U.S. Army tests robotic casualty evacuation in Lithuania exercise

Key Points
  • U.S. soldiers from 2d Squadron, 2d Cavalry Regiment, trained with unmanned ground vehicles for medical evacuation during Project Flytrap at Pabradė, Lithuania, on May 4, 2026.
  • ABRIS DG's UNEX UGV won the XTech Edge Strike Ground Competition in Vilseck, Germany in March 2026, gaining 10-year access to the Global Tactical Edge Acquisition Directorate marketplace.

U.S. Army soldiers in Lithuania are training with an unmanned ground vehicle to evacuate casualties from the battlefield, as part of a live exercise that is simultaneously testing counter-drone systems, AI-enabled command networks, and robotic ground platforms across a month-long series of linked drills.
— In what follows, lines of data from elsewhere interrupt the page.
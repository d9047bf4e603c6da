// crates/engine_platform/src/context.rs

use crate::backend::{DigitizerCaps, MessageBoxAnswer, MessageBoxKind, Platform, WindowClass};
use crate::config::PlatformConfig;
use crate::error::PlatformError;
use crate::input::{InputPoller, InputState};
use crate::message::NativeWindowId;
use crate::window::{
    fullscreen, NativeWindowDesc, WindowDesc, WindowRecord, WindowRegistry, WindowStyle,
};
use engine_shared::{DialogResponse, Event, WindowCreationFlags, WindowHandle};

/// Owns the backend, the window table and the input state. One per process
/// in practice, but nothing stops tests from running several side by side.
pub struct PlatformContext<P: Platform> {
    platform: P,
    config: PlatformConfig,
    registry: WindowRegistry,
    input: InputState,
    poller: InputPoller,
    initialized: bool,
}

impl<P: Platform> PlatformContext<P> {
    pub fn new(platform: P, config: PlatformConfig) -> Self {
        let config = config.sanitized();
        Self {
            input: InputState::new(config.max_events_per_frame),
            poller: InputPoller::new(config.typical_wheel_step_override),
            platform,
            config,
            registry: WindowRegistry::new(),
            initialized: false,
        }
    }

    pub fn config(&self) -> &PlatformConfig {
        &self.config
    }

    pub fn platform(&self) -> &P {
        &self.platform
    }

    /// Direct backend access, for injecting messages in tests and tools.
    pub fn platform_mut(&mut self) -> &mut P {
        &mut self.platform
    }

    pub fn registry(&self) -> &WindowRegistry {
        &self.registry
    }

    /// Creates and shows a native window. The first call also initializes
    /// the backend and registers the window class; failures are logged and
    /// reported as `None`.
    pub fn create_window(&mut self, desc: &WindowDesc) -> Option<WindowHandle> {
        if !self.initialized {
            let class = WindowClass {
                name: self.config.window_class_name.clone(),
                background_rgb: PlatformConfig::background_rgb8(
                    desc.background_color
                        .unwrap_or(self.config.default_background_color),
                ),
            };
            if let Err(err) = self.platform.init(&class) {
                tracing::error!(%err, "platform initialization failed");
                return None;
            }
            self.initialized = true;
        }

        let parent = match desc.parent {
            Some(handle) => match self.registry.get(handle) {
                Some(record) => Some(record.native),
                None => {
                    debug_assert!(false, "create_window: unknown parent {handle}");
                    tracing::error!(err = %PlatformError::InvalidWindowHandle(Some(handle)), "create_window");
                    return None;
                }
            },
            None => None,
        };

        let (client_width, client_height) = self.fit_to_desktop(desc.width, desc.height);
        let (x, y) = if desc.x == -1 {
            self.platform
                .work_area()
                .map_or((desc.x, desc.y), |area| (area.left, area.top))
        } else {
            (desc.x, desc.y)
        };

        let style = WindowStyle::for_creation(desc.flags, parent.is_some());
        let native_desc = NativeWindowDesc {
            title: desc.title.clone(),
            client_width,
            client_height,
            x,
            y,
            style,
            parent,
            maximized: desc.flags.contains(WindowCreationFlags::MAXIMIZED),
        };
        let native = match self.platform.create_window(&native_desc) {
            Ok(native) => native,
            Err(err) => {
                tracing::error!(%err, title = %desc.title, "create_window failed");
                return None;
            }
        };

        let Some(handle) = self.registry.insert(WindowRecord::new(native, style)) else {
            tracing::error!(title = %desc.title, "window handle space exhausted");
            return None;
        };
        self.setup_touch(native, &desc.title);

        tracing::info!(
            %handle,
            title = %desc.title,
            width = client_width,
            height = client_height,
            x,
            y,
            "window created"
        );
        Some(handle)
    }

    fn fit_to_desktop(&self, width: i32, height: i32) -> (i32, i32) {
        let height = height.max(1);
        let Some(desktop) = self.platform.desktop_rect() else {
            return (width, height);
        };
        let limit = (desktop.height() as f32 * self.config.desktop_height_ratio) as i32;
        if limit > 0 && height > limit {
            let ratio = limit as f32 / height as f32;
            let scaled = ((width as f32 * ratio) as i32, (height as f32 * ratio) as i32);
            tracing::debug!(width, height, ?scaled, "window taller than desktop limit, scaled");
            (scaled.0, scaled.1.max(1))
        } else {
            (width, height)
        }
    }

    fn setup_touch(&mut self, native: NativeWindowId, title: &str) {
        let caps = self.platform.digitizer_caps();
        let found = [
            (DigitizerCaps::INTEGRATED_TOUCH, "integrated touch digitizer"),
            (DigitizerCaps::EXTERNAL_TOUCH, "external touch digitizer"),
            (DigitizerCaps::INTEGRATED_PEN, "integrated pen digitizer"),
            (DigitizerCaps::EXTERNAL_PEN, "external pen digitizer"),
            (DigitizerCaps::MULTI_INPUT, "multi-input digitizer"),
        ];
        for (flag, what) in found {
            if caps.contains(flag) {
                tracing::debug!(title = %title, "found {what}");
            }
        }
        if caps.contains(DigitizerCaps::READY) {
            tracing::debug!(title = %title, "digitizer ready for input");
            if self.platform.register_touch_window(native) {
                tracing::debug!(title = %title, "registered for touch input");
            } else {
                tracing::warn!(title = %title, "touch registration failed");
            }
        }
    }

    /// Starts a frame: resets per-frame state and applies every pending
    /// native message. Events from the previous frame are discarded.
    pub fn pump_events(&mut self) {
        self.poller
            .pump(&mut self.input, &mut self.platform, &self.registry);
    }

    /// Next event of the current frame, in arrival order.
    pub fn next_event(&mut self) -> Option<Event> {
        self.input.events.pop()
    }

    pub fn input(&self) -> &InputState {
        &self.input
    }

    fn native(&self, handle: WindowHandle) -> Option<NativeWindowId> {
        let native = self.registry.get(handle).map(|r| r.native);
        debug_assert!(native.is_some(), "unknown window handle {handle}");
        if native.is_none() {
            tracing::error!(err = %PlatformError::InvalidWindowHandle(Some(handle)), "window lookup");
        }
        native
    }

    /// Client area size, `(0, 0)` if it cannot be queried.
    pub fn window_size(&self, handle: WindowHandle) -> (i32, i32) {
        self.native(handle)
            .and_then(|native| self.platform.client_rect(native))
            .map_or((0, 0), |r| (r.width(), r.height()))
    }

    /// Cursor in client coordinates, origin top-left.
    pub fn mouse_position(&self, handle: WindowHandle) -> (i32, i32) {
        let Some(native) = self.native(handle) else {
            return (0, 0);
        };
        self.platform
            .cursor_position()
            .and_then(|screen| self.platform.screen_to_client(native, screen))
            .map_or((0, 0), |p| (p.x, p.y))
    }

    /// Cursor in client coordinates, origin bottom-left. `(0, 0)` when the
    /// cursor cannot be queried; the flip needs the client rect.
    pub fn mouse_position_right_handed(&self, handle: WindowHandle) -> (i32, i32) {
        let Some(native) = self.native(handle) else {
            return (0, 0);
        };
        let Some(p) = self
            .platform
            .cursor_position()
            .and_then(|screen| self.platform.screen_to_client(native, screen))
        else {
            return (0, 0);
        };
        match self.platform.client_rect(native) {
            Some(rect) => (p.x, rect.height() - p.y),
            None => (p.x, p.y),
        }
    }

    /// Enters or leaves borderless fullscreen on the window's monitor.
    /// Asking for the current state does nothing.
    pub fn toggle_fullscreen(&mut self, handle: WindowHandle, want_fullscreen: bool) {
        let Some(record) = self.registry.get_mut(handle) else {
            debug_assert!(false, "toggle_fullscreen: unknown window handle {handle}");
            tracing::error!(err = %PlatformError::InvalidWindowHandle(Some(handle)), "toggle_fullscreen");
            return;
        };
        fullscreen::set_fullscreen(&mut self.platform, record, want_fullscreen);
    }

    pub fn is_fullscreen(&self, handle: WindowHandle) -> bool {
        self.registry.get(handle).is_some_and(|r| r.fullscreen)
    }

    /// Backend window object, for building a render surface.
    pub fn native_window(&self, handle: WindowHandle) -> Option<&P::Window> {
        let native = self.native(handle)?;
        self.platform.window(native)
    }

    pub fn sleep_ms(&mut self, ms: u32) {
        self.platform.sleep_ms(ms);
    }

    pub fn messagebox_info(&mut self, title: &str, message: &str) {
        self.platform.message_box(MessageBoxKind::Info, title, message);
    }

    /// `true` when the user answers yes.
    pub fn messagebox_confirm(&mut self, title: &str, message: &str) -> bool {
        self.platform.message_box(MessageBoxKind::Confirm, title, message) == MessageBoxAnswer::Yes
    }

    /// Anything other than abort or retry counts as ignore.
    pub fn messagebox_abort(&mut self, title: &str, message: &str) -> DialogResponse {
        match self
            .platform
            .message_box(MessageBoxKind::AbortRetryIgnore, title, message)
        {
            MessageBoxAnswer::Abort => DialogResponse::Abort,
            MessageBoxAnswer::Retry => DialogResponse::Retry,
            _ => DialogResponse::Ignore,
        }
    }
}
Soldiers assigned to 2d Squadron, 2d Cavalry Regiment, practiced medical evacuation using the UNEX unmanned ground vehicle during Project Flytrap at Pabradė Training Area, Lithuania, on May 4, 2026, according to an Army statement. The exercise, running from April 27 to May 31, integrates counter-unmanned systems, AI-enabled command and control, and live data networks alongside the robotic platforms, with the stated goal of helping soldiers move faster, decide faster, and fight more effectively across all domains. Project Flytrap is a counter-UAS exercise designed to integrate emerging technologies and inform future Army requirements and doctrine, and it runs as part of a series of linked exercises including Sword 26, Saber Strike, Immediate Response, and Swift Response.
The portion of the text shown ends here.